Protease Treatments of the Chloroplast Surface Reveal That the 1-MD Translocation Complex Is Resistant to Thermolysin but Partially Sensitive to Trypsin.

(A) to (E) The translocation intermediate was generated under 0.5-mM ATP as described in Methods. The pea chloroplast suspension was divided into six aliquots (lanes 1 to 6) and washed twice with HS buffer in the absence of protease inhibitor cocktail. Chloroplasts carrying [35S]pSSU were treated with the indicated concentrations of thermolysin (Thl) or trypsin (Trp) for 20 min on ice. After inactivation of the proteases, the chloroplast pellet was solubilized and subjected to BN-PAGE ([A], top) and SDS-PAGE ([A], bottom). When using trypsin, trypsin inhibitor was added to BN-PAGE sample buffer.
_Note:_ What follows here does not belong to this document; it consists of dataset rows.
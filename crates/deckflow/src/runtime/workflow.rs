//! Workflow definitions
//!
//! A workflow is a named, immutable step registry plus its default timeout.
//! Routing is resolved once here, never per dispatch.

use std::sync::Arc;
use std::time::Duration;

use super::{
    dispatcher::StepRegistry,
    event::EventKind,
    step::Step,
};
use crate::{DeckflowError, Result};

const DEFAULT_TIMEOUT: Duration = Duration::from_secs(360);

pub struct Workflow {
    name: String,
    registry: StepRegistry,
    timeout: Duration,
}

impl Workflow {
    pub fn builder(name: impl Into<String>) -> WorkflowBuilder {
        WorkflowBuilder::new(name)
    }

    pub fn name(&self) -> &str {
        &self.name
    }

    pub fn registry(&self) -> &StepRegistry {
        &self.registry
    }

    pub fn timeout(&self) -> Duration {
        self.timeout
    }
}

impl std::fmt::Debug for Workflow {
    fn fmt(&self, f: &mut std::fmt::Formatter<'_>) -> std::fmt::Result {
        f.debug_struct("Workflow")
            .field("name", &self.name)
            .field("steps", &self.registry.len())
            .field("timeout", &self.timeout)
            .finish()
    }
}

/// Builder for [`Workflow`]
pub struct WorkflowBuilder {
    name: String,
    steps: Vec<Arc<dyn Step>>,
    timeout: Duration,
}

impl WorkflowBuilder {
    pub fn new(name: impl Into<String>) -> Self {
        Self {
            name: name.into(),
            steps: Vec::new(),
            timeout: DEFAULT_TIMEOUT,
        }
    }

    pub fn step<S: Step + 'static>(self, step: S) -> Self {
        self.step_arc(Arc::new(step))
    }

    pub fn step_arc(mut self, step: Arc<dyn Step>) -> Self {
        self.steps.push(step);
        self
    }

    pub fn timeout(mut self, timeout: Duration) -> Self {
        self.timeout = timeout;
        self
    }

    pub fn build(self) -> Result<Workflow> {
        let mut registry = StepRegistry::new();
        for step in self.steps {
            registry.register(step)?;
        }

        if !registry.accepts(EventKind::Start) {
            return Err(DeckflowError::DefinitionError(format!(
                "Workflow '{}' has no step accepting the start event",
                self.name
            )));
        }

        tracing::debug!(
            "[WORKFLOW] Built '{}' with {} steps (terminal: {})",
            self.name,
            registry.len(),
            registry.terminal_step().unwrap_or("none")
        );

        Ok(Workflow {
            name: self.name,
            registry,
            timeout: self.timeout,
        })
    }
}
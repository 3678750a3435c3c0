//! Run invocation surface

use std::sync::Arc;
use std::time::Duration;

use serde::{Deserialize, Serialize};

use crate::{
    agents::ChatMessage,
    report::{build_report_workflow, build_section_workflow, Collaborators, Section},
    runtime::{Run, RunHandle},
    settings::DeckflowConfig,
    Result,
};

/// Which workflow definition a run executes
#[derive(Debug, Clone, Copy, PartialEq, Eq, Default, Serialize, Deserialize)]
#[serde(tag = "type", content = "section", rename_all = "snake_case")]
pub enum WorkflowSelection {
    /// Full multi-section report
    #[default]
    Report,
    /// A single section sub-workflow run on its own
    Section(Section),
}

impl WorkflowSelection {
    pub fn default_timeout(&self, config: &DeckflowConfig) -> Duration {
        match self {
            WorkflowSelection::Report => config.full_report_timeout(),
            WorkflowSelection::Section(_) => config.single_section_timeout(),
        }
    }
}

#[derive(Debug, Clone, Default)]
pub struct RunOptions {
    pub workflow: WorkflowSelection,
    /// Overrides the selection's default timeout
    pub timeout: Option<Duration>,
    pub chat_history: Vec<ChatMessage>,
}

impl RunOptions {
    pub fn section(section: Section) -> Self {
        Self {
            workflow: WorkflowSelection::Section(section),
            ..Self::default()
        }
    }

    pub fn with_timeout(mut self, timeout: Duration) -> Self {
        self.timeout = Some(timeout);
        self
    }

    pub fn with_chat_history(mut self, chat_history: Vec<ChatMessage>) -> Self {
        self.chat_history = chat_history;
        self
    }
}

/// Entry point for starting report runs
pub struct Deckflow {
    config: DeckflowConfig,
    collaborators: Collaborators,
}

impl Deckflow {
    pub fn new(config: DeckflowConfig, collaborators: Collaborators) -> Self {
        Self {
            config,
            collaborators,
        }
    }

    pub fn config(&self) -> &DeckflowConfig {
        &self.config
    }

    /// Build the selected workflow and spawn a run for `input`.
    ///
    /// Missing collaborators fail here, before anything is dispatched. Must be
    /// called from within a tokio runtime.
    pub fn start(&self, input: impl Into<String>, options: RunOptions) -> Result<RunHandle> {
        let timeout = options
            .timeout
            .unwrap_or_else(|| options.workflow.default_timeout(&self.config));

        let workflow = match options.workflow {
            WorkflowSelection::Report => {
                build_report_workflow(&self.config, &self.collaborators, options.chat_history)?
            }
            WorkflowSelection::Section(section) => build_section_workflow(
                section.brief(),
                self.collaborators.agents.as_ref(),
                options.chat_history,
                true,
                timeout,
            )?,
        };

        let (run, stream) = Run::new(Arc::new(workflow));
        let run = run.with_timeout(timeout);
        tracing::info!(
            "[DECKFLOW] Starting run {} of '{}' (timeout {:?})",
            run.id(),
            run.workflow_name(),
            timeout
        );
        Ok(RunHandle::spawn(run, stream, input))
    }
}
//! Weekly series preparation from raw transaction records.

use std::collections::BTreeMap;

use chrono::{Datelike, Duration, NaiveDate};
use tracing::{debug, warn};

use crate::core::{RawRecord, WeeklySeries};
use crate::error::{ForecastError, Result};

/// Minimum number of aggregated weeks the pipeline can work with.
pub const MIN_WEEKS: usize = 4;

/// Sparsity fraction above which a diagnostic warning is emitted.
const SPARSITY_WARN_FRACTION: f64 = 0.3;

/// How negative amounts (returns) are folded into the weekly aggregate.
#[derive(Debug, Clone, Copy, PartialEq, Eq, Default)]
pub enum NegativePolicy {
    /// Sum amounts as signed values.
    #[default]
    KeepSigned,
    /// Take the absolute value of every amount.
    Absolute,
    /// Aggregate positive amounts only; negative totals are reported
    /// separately as a diagnostic.
    Segregate,
}

/// A prepared weekly series plus preparation diagnostics.
#[derive(Debug, Clone, PartialEq)]
pub struct PreparedSeries {
    /// Gap-free weekly aggregate.
    pub series: WeeklySeries,
    /// Fraction of zero-valued weeks. Diagnostic only, never drives
    /// control flow.
    pub sparsity: f64,
    /// Absolute total of negative amounts excluded under
    /// [`NegativePolicy::Segregate`]; zero under the other policies.
    pub segregated_returns: f64,
}

/// The Sunday-ending week boundary containing `date`.
pub fn week_end(date: NaiveDate) -> NaiveDate {
    let offset = (7 - date.weekday().num_days_from_sunday()) % 7;
    date + Duration::days(offset as i64)
}

/// Aggregate raw records into a gap-free weekly series.
///
/// Records are grouped by Sunday week-ending boundary and summed, then the
/// series is reindexed over the full `[first, last]` week span with absent
/// weeks filled with zero.
///
/// Fails with [`ForecastError::InsufficientData`] if fewer than
/// [`MIN_WEEKS`] weeks result.
pub fn prepare_weekly_series(
    records: &[RawRecord],
    policy: NegativePolicy,
) -> Result<PreparedSeries> {
    let mut buckets: BTreeMap<NaiveDate, f64> = BTreeMap::new();
    let mut segregated_returns = 0.0;

    for record in records {
        let amount = match policy {
            NegativePolicy::KeepSigned => record.amount,
            NegativePolicy::Absolute => record.amount.abs(),
            NegativePolicy::Segregate => {
                if record.amount < 0.0 {
                    segregated_returns += -record.amount;
                    continue;
                }
                record.amount
            }
        };
        *buckets.entry(week_end(record.date)).or_insert(0.0) += amount;
    }

    let (first, last) = match (buckets.keys().next(), buckets.keys().next_back()) {
        (Some(first), Some(last)) => (*first, *last),
        _ => {
            return Err(ForecastError::InsufficientData {
                needed: MIN_WEEKS,
                got: 0,
            })
        }
    };

    // Reindex over the full span, zero-filling absent weeks.
    let mut week_ends = Vec::new();
    let mut values = Vec::new();
    let mut week = first;
    while week <= last {
        week_ends.push(week);
        values.push(buckets.get(&week).copied().unwrap_or(0.0));
        week += Duration::weeks(1);
    }

    let got = values.len();
    if got < MIN_WEEKS {
        return Err(ForecastError::InsufficientData {
            needed: MIN_WEEKS,
            got,
        });
    }

    let series = WeeklySeries::new(week_ends, values)?;
    let sparsity = series.sparsity();

    if sparsity > SPARSITY_WARN_FRACTION {
        warn!(
            sparsity_pct = sparsity * 100.0,
            weeks = got,
            "high sparsity in prepared weekly series"
        );
    }
    debug!(
        weeks = got,
        sparsity_pct = sparsity * 100.0,
        ?policy,
        "prepared weekly series"
    );

    Ok(PreparedSeries {
        series,
        sparsity,
        segregated_returns,
    })
}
(B) Aliquots of the same samples in (A) were subjected to SDS-PAGE and immunoblotting with antibodies against indicated proteins. Arrows indicate intact Toc159, 86- and 52-kD fragments of Toc159, and Tic22. An asterisk denotes a nonspecific cross-reacting band.

(C) A gel strip corresponding to lane 1 (without protease) of (A) was subjected to 2D-BN/SDS-PAGE.

(D) A gel strip corresponding to lane 3 (with thermolysin) of (A) was analyzed as in (C).

(E) A gel strip corresponding to lane 6 (with trypsin) of (A) was analyzed as in (C). The three excised first-dimension BN-PAGE gel strips used in (C) to (E) were derived from the same first-dimension BN-PAGE gel. The positions of the 1-MD translocation intermediate complex, a partially degraded translocation intermediate complex, free pSSU, unassembled mSSU, and dissociated SSU-DP are indicated by brackets. mSSU assembled into the 520-kD Rubisco holoenzyme is indicated by arrows ([C] to [E]).